**Supplied records**
//! Client-side session state machine.
//!
//! [`ClientSession`] is pure state — no sockets, no terminal. The CLI
//! client feeds it user input lines and inbound auth verdicts, and it
//! answers with the one action legal in the current state. That split
//! keeps the protocol rules testable without I/O.
//!
//! ```text
//! PreConnection ──(connect ok)──→ ConnectedWithoutAuth
//!      ↑ └───────(connect fails; prompt retry)
//!      │
//! ConnectedWithoutAuth ──(username entered)──→ AwaitingAuthResponse
//!      ↑                                          │
//!      └──(AuthResponse success=false)────────────┤
//!                                                 ▼
//!                          ConnectedWithAuth ←─(success=true)
//!
//! any ──(connection closed)──→ PostConnection (terminal)
//! ```
//!
//! While `AwaitingAuthResponse`, user input is held back — neither sent
//! nor cleared — so no chat traffic or second auth request can leak out
//! mid-handshake.

/// Reason prefix the server attaches to a rejected nickname claim.
pub const NICK_IN_USE_PREFIX: &str = "NickInUse:";

/// Lifecycle state of the client's connection.
#[derive(Debug, Clone, Copy, PartialEq, Eq)]
pub enum ClientState {
    /// Not connected; input is interpreted as a `host:port` address.
    PreConnection,
    /// Connected; input is interpreted as a username.
    ConnectedWithoutAuth,
    /// Auth request in flight; input is held back.
    AwaitingAuthResponse,
    /// Handshake won; input is chat text.
    ConnectedWithAuth,
    /// Connection lost or closed. Terminal; input is rejected.
    PostConnection,
}

/// What the client should do with one line of user input.
#[derive(Debug, Clone, PartialEq, Eq)]
pub enum InputAction {
    /// Attempt a TCP connection to this address.
    Connect { host: String, port: u16 },

    /// The line was not a valid `host:port`; prompt again.
    InvalidAddress,

    /// Send an `AuthRequest` carrying this username.
    SendAuthRequest { username: String },

    /// Mid-handshake: do not send, do not clear the input line.
    HeldBack,

    /// Send a `Chat` packet carrying this text.
    SendChat { text: String },

    /// Offline: surface an error that carries the unsent line.
    RejectedOffline { line: String },
}

/// Verdict delivered by an inbound `AuthResponse`.
#[derive(Debug, Clone, PartialEq, Eq)]
pub enum AuthVerdict {
    /// Nickname granted; the session is now fully connected.
    Accepted { nickname: String },

    /// Nickname refused. `taken_nick` is parsed from a
    /// `NickInUse:<nick>` reason when the server supplied one.
    Rejected { taken_nick: Option<String> },
}

/// The client half of the authentication state machine.
#[derive(Debug)]
pub struct ClientSession {
    state: ClientState,
}

impl ClientSession {
    /// Creates a session in `PreConnection`.
    pub fn new() -> Self {
        Self {
            state: ClientState::PreConnection,
        }
    }

    /// Current state.
    pub fn state(&self) -> ClientState {
        self.state
    }

    /// Maps one line of user input to the action legal right now.
    ///
    /// Does not transition on its own except where the transition is
    /// purely input-driven (`SendAuthRequest`); connection attempts
    /// transition via [`connect_succeeded`](Self::connect_succeeded) /
    /// [`connect_failed`](Self::connect_failed) once the I/O result is
    /// known.
    pub fn submit(&mut self, line: &str) -> InputAction {
        match self.state {
            ClientState::PreConnection => match parse_address(line) {
                Some((host, port)) => InputAction::Connect { host, port },
                None => InputAction::InvalidAddress,
            },
            ClientState::ConnectedWithoutAuth => {
                self.state = ClientState::AwaitingAuthResponse;
                InputAction::SendAuthRequest {
                    username: line.to_string(),
                }
            }
            ClientState::AwaitingAuthResponse => InputAction::HeldBack,
            ClientState::ConnectedWithAuth => InputAction::SendChat {
                text: line.to_string(),
            },
            ClientState::PostConnection => InputAction::RejectedOffline {
                line: line.to_string(),
            },
        }
    }

    /// Records a successful connect: `PreConnection` → `ConnectedWithoutAuth`.
    pub fn connect_succeeded(&mut self) {
        if self.state == ClientState::PreConnection {
            self.state = ClientState::ConnectedWithoutAuth;
        }
    }

    /// Records a failed connect; stays in `PreConnection` for a retry.
    pub fn connect_failed(&mut self) {
        debug_assert_eq!(self.state, ClientState::PreConnection);
    }

    /// Feeds an inbound `AuthResponse` into the machine.
    ///
    /// Returns `None` when no auth request is in flight — a stray
    /// response is ignored, not an error. On rejection the state returns
    /// to `ConnectedWithoutAuth` so the user can retry with a different
    /// name, without reconnecting.
    pub fn auth_response(
        &mut self,
        success: bool,
        message: &str,
    ) -> Option<AuthVerdict> {
        if self.state != ClientState::AwaitingAuthResponse {
            return None;
        }
        if success {
            self.state = ClientState::ConnectedWithAuth;
            Some(AuthVerdict::Accepted {
                nickname: message.to_string(),
            })
        } else {
            self.state = ClientState::ConnectedWithoutAuth;
            let taken_nick = message
                .strip_prefix(NICK_IN_USE_PREFIX)
                .map(str::to_string);
            Some(AuthVerdict::Rejected { taken_nick })
        }
    }

    /// Records connection loss: any state → `PostConnection`. Terminal.
    pub fn connection_lost(&mut self) {
        self.state = ClientState::PostConnection;
    }
}

impl Default for ClientSession {
    fn default() -> Self {
        Self::new()
    }
}

/// Parses `host:port` with a numeric port. Splits on the last colon so
/// only the port is parsed as a number.
fn parse_address(line: &str) -> Option<(String, u16)> {
    let (host, port) = line.rsplit_once(':')?;
    if host.is_empty() {
        return None;
    }
    let port: u16 = port.parse().ok()?;
    Some((host.to_string(), port))
}

// =========================================================================
// Tests
// =========================================================================

#[cfg(test)]
mod tests {
    use super::*;

    fn connected_session() -> ClientSession {
        let mut s = ClientSession::new();
        s.connect_succeeded();
        s
    }

    fn awaiting_session() -> ClientSession {
        let mut s = connected_session();
        s.submit("sam");
        s
    }

    // =====================================================================
    // Connecting
    // =====================================================================

    #[test]
    fn test_pre_connection_valid_address_yields_connect() {
        let mut s = ClientSession::new();
        let action = s.submit("192.168.1.1:5000");
        assert_eq!(
            action,
            InputAction::Connect { host: "192.168.1.1".into(), port: 5000 }
        );
        // No transition until the connect attempt resolves.
        assert_eq!(s.state(), ClientState::PreConnection);
    }

    #[test]
    fn test_pre_connection_invalid_address_prompts_retry() {
        let mut s = ClientSession::new();
        for bad in ["nonsense", "host:notaport", ":5000", "host:99999"] {
            assert_eq!(s.submit(bad), InputAction::InvalidAddress, "input {bad:?}");
            assert_eq!(s.state(), ClientState::PreConnection);
        }
    }

    #[test]
    fn test_connect_failure_allows_retry() {
        let mut s = ClientSession::new();
        s.submit("example.com:5000");
        s.connect_failed();
        assert_eq!(s.state(), ClientState::PreConnection);
        assert!(matches!(
            s.submit("example.com:5001"),
            InputAction::Connect { .. }
        ));
    }

    #[test]
    fn test_connect_success_moves_to_unauthenticated() {
        let s = connected_session();
        assert_eq!(s.state(), ClientState::ConnectedWithoutAuth);
    }

    // =====================================================================
    // Handshake
    // =====================================================================

    #[test]
    fn test_username_input_sends_auth_request_and_awaits() {
        let mut s = connected_session();
        let action = s.submit("sam");
        assert_eq!(
            action,
            InputAction::SendAuthRequest { username: "sam".into() }
        );
        assert_eq!(s.state(), ClientState::AwaitingAuthResponse);
    }

    #[test]
    fn test_input_held_back_while_awaiting_response() {
        // No chat traffic and no second auth request mid-handshake.
        let mut s = awaiting_session();
        assert_eq!(s.submit("hello?"), InputAction::HeldBack);
        assert_eq!(s.submit("sam2"), InputAction::HeldBack);
        assert_eq!(s.state(), ClientState::AwaitingAuthResponse);
    }

    #[test]
    fn test_auth_accepted_moves_to_authenticated() {
        let mut s = awaiting_session();
        let verdict = s.auth_response(true, "sam").unwrap();
        assert_eq!(verdict, AuthVerdict::Accepted { nickname: "sam".into() });
        assert_eq!(s.state(), ClientState::ConnectedWithAuth);
    }

    #[test]
    fn test_auth_rejected_returns_to_retry_state() {
        let mut s = awaiting_session();
        let verdict = s.auth_response(false, "NickInUse:sam").unwrap();
        assert_eq!(
            verdict,
            AuthVerdict::Rejected { taken_nick: Some("sam".into()) }
        );
        // Retry with a different name, same connection.
        assert_eq!(s.state(), ClientState::ConnectedWithoutAuth);
        assert!(matches!(
            s.submit("pat"),
            InputAction::SendAuthRequest { .. }
        ));
    }

    #[test]
    fn test_auth_rejected_without_reason_prefix() {
        let mut s = awaiting_session();
        let verdict = s.auth_response(false, "go away").unwrap();
        assert_eq!(verdict, AuthVerdict::Rejected { taken_nick: None });
    }

    #[test]
    fn test_stray_auth_response_is_ignored() {
        let mut s = connected_session();
        assert_eq!(s.auth_response(true, "sam"), None);
        assert_eq!(s.state(), ClientState::ConnectedWithoutAuth);
    }

    // =====================================================================
    // Chatting and going offline
    // =====================================================================

    #[test]
    fn test_authenticated_input_is_chat() {
        let mut s = awaiting_session();
        s.auth_response(true, "sam");
        assert_eq!(
            s.submit("hi all"),
            InputAction::SendChat { text: "hi all".into() }
        );
    }

    #[test]
    fn test_connection_lost_is_terminal_and_rejects_input() {
        let mut s = awaiting_session();
        s.auth_response(true, "sam");
        s.connection_lost();

        assert_eq!(s.state(), ClientState::PostConnection);
        // The unsent line comes back so the user can see what was lost.
        assert_eq!(
            s.submit("did you get this?"),
            InputAction::RejectedOffline { line: "did you get this?".into() }
        );
    }

    #[test]
    fn test_connection_lost_before_auth_is_terminal() {
        let mut s = awaiting_session();
        s.connection_lost();
        assert_eq!(s.state(), ClientState::PostConnection);
        // A late auth response changes nothing.
        assert_eq!(s.auth_response(true, "sam"), None);
    }
}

**Problem statement**
In the listing above, start at the line with "can retry with a different", go on through the line with "connection loss: any", and copy each of those lines exactly; leave out all the rest.

**Task result**
    /// to `ConnectedWithoutAuth` so the user can retry with a different
    /// name, without reconnecting.
    pub fn auth_response(
        &mut self,
        success: bool,
        message: &str,
    ) -> Option<AuthVerdict> {
        if self.state != ClientState::AwaitingAuthResponse {
            return None;
        }
        if success {
            self.state = ClientState::ConnectedWithAuth;
            Some(AuthVerdict::Accepted {
                nickname: message.to_string(),
            })
        } else {
            self.state = ClientState::ConnectedWithoutAuth;
            let taken_nick = message
                .strip_prefix(NICK_IN_USE_PREFIX)
                .map(str::to_string);
            Some(AuthVerdict::Rejected { taken_nick })
        }
    }

    /// Records connection loss: any state → `PostConnection`. Terminal.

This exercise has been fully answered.